[Stored data]

........

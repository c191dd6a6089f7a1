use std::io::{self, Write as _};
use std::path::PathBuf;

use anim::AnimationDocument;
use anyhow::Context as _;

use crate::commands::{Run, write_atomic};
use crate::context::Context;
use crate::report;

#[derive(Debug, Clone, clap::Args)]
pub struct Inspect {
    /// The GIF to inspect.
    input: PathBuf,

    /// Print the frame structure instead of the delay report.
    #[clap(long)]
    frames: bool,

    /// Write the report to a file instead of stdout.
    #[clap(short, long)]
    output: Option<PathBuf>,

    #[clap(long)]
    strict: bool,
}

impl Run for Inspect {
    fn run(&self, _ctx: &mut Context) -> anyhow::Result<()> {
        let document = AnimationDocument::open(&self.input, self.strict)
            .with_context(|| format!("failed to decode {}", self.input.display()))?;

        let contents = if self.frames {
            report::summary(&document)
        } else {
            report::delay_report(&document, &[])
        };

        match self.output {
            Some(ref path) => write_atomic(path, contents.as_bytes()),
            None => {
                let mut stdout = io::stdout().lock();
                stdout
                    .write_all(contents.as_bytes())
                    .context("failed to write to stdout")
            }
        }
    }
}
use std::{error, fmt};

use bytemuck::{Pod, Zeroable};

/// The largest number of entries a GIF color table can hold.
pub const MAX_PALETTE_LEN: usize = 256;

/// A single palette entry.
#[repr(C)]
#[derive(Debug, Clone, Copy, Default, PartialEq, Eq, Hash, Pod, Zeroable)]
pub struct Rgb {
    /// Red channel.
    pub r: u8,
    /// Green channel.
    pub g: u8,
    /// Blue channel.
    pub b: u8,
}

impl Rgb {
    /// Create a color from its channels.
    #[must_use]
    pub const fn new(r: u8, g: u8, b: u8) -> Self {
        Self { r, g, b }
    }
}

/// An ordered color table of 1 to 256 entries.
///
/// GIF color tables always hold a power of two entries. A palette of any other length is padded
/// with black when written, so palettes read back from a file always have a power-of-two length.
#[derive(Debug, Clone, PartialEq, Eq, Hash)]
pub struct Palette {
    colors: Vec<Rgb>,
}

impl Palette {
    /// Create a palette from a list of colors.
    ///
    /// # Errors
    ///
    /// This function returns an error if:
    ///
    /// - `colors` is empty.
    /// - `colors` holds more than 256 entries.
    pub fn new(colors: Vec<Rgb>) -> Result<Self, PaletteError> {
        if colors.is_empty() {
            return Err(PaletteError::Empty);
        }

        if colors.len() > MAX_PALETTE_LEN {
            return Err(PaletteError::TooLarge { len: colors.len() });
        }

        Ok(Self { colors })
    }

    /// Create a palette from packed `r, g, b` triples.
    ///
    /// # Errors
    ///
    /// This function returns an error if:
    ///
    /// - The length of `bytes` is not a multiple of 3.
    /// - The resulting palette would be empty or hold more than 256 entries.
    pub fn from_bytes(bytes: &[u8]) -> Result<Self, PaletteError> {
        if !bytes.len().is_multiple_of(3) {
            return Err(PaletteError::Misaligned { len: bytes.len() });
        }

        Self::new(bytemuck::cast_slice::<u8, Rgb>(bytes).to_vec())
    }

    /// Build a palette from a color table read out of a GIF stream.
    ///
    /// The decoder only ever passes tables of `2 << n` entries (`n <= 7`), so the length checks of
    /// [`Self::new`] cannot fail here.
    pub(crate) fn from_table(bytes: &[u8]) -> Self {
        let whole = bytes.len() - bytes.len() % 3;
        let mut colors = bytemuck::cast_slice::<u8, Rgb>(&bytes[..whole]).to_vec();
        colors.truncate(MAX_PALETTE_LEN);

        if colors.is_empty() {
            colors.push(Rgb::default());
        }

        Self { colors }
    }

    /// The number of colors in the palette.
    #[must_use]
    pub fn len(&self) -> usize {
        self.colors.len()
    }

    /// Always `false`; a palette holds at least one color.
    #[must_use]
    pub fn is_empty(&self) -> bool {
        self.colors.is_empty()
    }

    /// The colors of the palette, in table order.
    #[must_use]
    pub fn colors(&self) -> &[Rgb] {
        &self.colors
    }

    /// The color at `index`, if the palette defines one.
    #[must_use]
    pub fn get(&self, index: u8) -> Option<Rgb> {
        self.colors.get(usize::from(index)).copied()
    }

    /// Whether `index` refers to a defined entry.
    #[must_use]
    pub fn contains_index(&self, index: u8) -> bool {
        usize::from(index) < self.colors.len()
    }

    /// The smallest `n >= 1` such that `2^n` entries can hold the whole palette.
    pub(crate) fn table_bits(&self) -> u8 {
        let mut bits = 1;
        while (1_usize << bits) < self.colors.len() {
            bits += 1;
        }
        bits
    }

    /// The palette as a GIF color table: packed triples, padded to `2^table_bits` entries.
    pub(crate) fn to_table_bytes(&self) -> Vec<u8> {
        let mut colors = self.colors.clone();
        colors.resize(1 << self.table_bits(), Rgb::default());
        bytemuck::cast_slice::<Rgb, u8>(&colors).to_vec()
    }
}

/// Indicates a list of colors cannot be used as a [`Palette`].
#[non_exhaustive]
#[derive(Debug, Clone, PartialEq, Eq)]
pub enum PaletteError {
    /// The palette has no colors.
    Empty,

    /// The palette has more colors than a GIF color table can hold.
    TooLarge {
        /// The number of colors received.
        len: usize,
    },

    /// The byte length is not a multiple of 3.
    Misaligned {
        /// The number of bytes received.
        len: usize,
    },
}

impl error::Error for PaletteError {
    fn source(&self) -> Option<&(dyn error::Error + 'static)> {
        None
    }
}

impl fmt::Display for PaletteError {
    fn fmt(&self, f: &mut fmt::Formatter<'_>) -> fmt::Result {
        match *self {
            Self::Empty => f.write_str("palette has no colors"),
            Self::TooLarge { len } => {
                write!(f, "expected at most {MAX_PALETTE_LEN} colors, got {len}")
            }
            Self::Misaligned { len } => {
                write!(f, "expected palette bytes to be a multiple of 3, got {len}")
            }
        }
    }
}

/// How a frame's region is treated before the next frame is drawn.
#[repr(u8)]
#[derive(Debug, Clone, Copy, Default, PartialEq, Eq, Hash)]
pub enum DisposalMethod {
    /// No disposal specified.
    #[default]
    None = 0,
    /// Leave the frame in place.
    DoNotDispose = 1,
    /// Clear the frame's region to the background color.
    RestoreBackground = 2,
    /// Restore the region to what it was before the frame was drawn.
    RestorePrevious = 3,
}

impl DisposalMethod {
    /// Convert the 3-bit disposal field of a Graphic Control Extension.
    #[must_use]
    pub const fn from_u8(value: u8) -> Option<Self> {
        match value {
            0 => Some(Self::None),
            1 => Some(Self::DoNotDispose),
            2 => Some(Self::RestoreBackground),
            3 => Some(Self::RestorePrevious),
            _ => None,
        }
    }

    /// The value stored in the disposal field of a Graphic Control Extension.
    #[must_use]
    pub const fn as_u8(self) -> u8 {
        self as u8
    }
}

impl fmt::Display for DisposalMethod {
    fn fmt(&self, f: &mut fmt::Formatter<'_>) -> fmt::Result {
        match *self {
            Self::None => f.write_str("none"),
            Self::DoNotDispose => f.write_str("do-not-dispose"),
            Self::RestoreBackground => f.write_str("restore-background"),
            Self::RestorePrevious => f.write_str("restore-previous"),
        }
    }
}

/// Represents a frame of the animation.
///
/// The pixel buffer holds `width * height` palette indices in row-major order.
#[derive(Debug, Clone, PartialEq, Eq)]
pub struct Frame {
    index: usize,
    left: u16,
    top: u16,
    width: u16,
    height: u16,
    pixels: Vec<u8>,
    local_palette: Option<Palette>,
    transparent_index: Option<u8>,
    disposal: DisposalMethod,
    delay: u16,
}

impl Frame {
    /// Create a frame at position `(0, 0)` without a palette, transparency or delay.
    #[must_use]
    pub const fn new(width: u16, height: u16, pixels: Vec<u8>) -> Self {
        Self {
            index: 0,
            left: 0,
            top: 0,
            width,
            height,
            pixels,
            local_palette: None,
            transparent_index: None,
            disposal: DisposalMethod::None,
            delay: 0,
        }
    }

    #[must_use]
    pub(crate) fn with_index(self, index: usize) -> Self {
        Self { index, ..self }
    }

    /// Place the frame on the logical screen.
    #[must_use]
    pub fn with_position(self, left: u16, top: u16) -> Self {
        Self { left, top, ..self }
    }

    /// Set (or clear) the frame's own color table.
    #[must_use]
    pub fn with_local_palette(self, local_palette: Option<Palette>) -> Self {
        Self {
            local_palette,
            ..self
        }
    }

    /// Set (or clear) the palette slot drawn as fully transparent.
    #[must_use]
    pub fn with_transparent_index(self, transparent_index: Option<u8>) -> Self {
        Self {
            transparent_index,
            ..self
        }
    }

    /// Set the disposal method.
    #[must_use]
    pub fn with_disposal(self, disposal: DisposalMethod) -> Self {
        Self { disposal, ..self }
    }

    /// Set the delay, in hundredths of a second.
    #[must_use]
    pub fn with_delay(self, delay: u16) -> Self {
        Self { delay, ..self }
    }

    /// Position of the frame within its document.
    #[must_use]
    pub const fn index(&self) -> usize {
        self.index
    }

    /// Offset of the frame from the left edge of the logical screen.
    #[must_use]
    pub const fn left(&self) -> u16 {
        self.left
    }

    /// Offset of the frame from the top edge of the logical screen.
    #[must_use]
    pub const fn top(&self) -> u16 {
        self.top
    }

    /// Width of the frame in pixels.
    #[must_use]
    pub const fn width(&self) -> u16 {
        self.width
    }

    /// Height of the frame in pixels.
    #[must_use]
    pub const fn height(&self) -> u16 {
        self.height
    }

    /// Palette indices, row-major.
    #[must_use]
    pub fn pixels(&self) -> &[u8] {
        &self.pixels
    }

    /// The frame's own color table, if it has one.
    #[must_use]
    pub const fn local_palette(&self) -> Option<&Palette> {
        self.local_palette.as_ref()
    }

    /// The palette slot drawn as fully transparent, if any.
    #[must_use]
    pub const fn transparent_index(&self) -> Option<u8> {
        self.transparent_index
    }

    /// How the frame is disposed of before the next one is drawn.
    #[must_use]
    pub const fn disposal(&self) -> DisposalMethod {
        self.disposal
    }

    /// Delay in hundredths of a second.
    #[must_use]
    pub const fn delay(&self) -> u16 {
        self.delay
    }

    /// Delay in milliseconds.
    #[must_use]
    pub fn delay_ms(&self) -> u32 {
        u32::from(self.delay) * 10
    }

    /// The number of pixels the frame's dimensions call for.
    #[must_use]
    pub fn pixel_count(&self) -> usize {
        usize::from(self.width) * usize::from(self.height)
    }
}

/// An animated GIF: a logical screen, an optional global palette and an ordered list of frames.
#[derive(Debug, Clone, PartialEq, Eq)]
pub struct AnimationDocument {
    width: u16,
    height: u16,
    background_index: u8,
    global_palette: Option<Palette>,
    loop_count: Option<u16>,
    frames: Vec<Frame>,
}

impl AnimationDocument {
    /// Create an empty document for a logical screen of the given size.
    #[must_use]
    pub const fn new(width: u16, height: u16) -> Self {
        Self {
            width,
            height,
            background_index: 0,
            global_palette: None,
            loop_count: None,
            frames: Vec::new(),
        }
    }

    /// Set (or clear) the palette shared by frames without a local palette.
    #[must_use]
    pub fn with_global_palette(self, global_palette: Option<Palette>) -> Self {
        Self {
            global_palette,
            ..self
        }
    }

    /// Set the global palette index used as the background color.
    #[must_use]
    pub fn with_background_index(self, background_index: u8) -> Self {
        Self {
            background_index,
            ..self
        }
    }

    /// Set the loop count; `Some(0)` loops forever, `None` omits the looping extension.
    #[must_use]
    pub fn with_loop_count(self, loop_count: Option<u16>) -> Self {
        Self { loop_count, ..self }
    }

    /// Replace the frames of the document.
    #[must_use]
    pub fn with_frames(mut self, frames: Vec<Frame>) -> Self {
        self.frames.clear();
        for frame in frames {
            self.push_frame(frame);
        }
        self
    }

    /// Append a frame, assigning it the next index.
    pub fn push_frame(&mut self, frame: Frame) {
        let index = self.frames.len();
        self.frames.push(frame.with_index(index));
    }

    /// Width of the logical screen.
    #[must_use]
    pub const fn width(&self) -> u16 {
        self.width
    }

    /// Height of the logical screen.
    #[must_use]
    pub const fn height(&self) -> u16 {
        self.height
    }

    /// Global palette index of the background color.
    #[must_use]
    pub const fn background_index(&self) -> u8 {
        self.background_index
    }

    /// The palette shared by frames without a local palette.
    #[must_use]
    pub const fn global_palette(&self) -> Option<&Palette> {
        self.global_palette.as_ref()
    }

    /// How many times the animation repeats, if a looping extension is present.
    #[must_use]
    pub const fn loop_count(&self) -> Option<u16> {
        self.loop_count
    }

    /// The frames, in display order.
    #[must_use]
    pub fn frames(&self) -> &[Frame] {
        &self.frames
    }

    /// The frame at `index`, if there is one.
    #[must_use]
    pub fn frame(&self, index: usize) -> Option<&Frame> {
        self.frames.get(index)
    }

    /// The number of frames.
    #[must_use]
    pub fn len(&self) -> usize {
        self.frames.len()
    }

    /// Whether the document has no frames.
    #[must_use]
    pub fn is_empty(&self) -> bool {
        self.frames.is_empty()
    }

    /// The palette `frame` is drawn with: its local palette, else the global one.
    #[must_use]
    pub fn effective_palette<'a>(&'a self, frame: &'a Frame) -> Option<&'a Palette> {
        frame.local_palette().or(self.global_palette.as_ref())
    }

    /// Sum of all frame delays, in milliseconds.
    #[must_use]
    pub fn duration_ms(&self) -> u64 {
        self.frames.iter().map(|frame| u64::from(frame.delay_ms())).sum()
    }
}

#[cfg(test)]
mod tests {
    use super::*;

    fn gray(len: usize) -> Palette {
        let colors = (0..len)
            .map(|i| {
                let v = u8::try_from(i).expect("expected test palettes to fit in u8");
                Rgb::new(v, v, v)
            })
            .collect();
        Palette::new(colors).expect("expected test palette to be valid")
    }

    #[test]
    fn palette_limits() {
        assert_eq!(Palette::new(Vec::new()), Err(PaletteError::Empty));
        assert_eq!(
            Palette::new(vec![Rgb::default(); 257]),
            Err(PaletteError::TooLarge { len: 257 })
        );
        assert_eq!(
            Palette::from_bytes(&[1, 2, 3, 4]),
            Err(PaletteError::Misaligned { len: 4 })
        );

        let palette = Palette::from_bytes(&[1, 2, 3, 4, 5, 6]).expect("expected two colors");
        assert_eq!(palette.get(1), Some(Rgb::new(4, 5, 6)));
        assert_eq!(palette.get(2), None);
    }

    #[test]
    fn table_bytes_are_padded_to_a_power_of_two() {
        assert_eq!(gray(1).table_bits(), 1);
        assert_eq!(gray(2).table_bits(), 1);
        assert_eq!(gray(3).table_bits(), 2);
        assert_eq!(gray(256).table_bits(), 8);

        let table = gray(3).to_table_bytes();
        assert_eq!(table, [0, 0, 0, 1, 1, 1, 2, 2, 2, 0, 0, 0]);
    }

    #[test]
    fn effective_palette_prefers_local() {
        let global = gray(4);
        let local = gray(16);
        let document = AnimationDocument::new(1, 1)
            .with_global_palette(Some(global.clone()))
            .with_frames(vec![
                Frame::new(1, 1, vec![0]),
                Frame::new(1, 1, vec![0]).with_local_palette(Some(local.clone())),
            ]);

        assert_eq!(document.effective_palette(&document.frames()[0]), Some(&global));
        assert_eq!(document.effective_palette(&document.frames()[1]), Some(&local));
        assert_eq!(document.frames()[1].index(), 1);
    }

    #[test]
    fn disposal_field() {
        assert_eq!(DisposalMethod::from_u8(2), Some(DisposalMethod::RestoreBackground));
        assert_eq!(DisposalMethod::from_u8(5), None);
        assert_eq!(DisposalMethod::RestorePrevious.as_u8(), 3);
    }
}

........

* PROBLEM DESCRIPTION: The answer must consist of every line from the entries that holds the string "TooLarge".

* COMPLETED TASK:
            return Err(PaletteError::TooLarge { len: colors.len() });
    TooLarge {
            Self::TooLarge { len } => {
            Err(PaletteError::TooLarge { len: 257 })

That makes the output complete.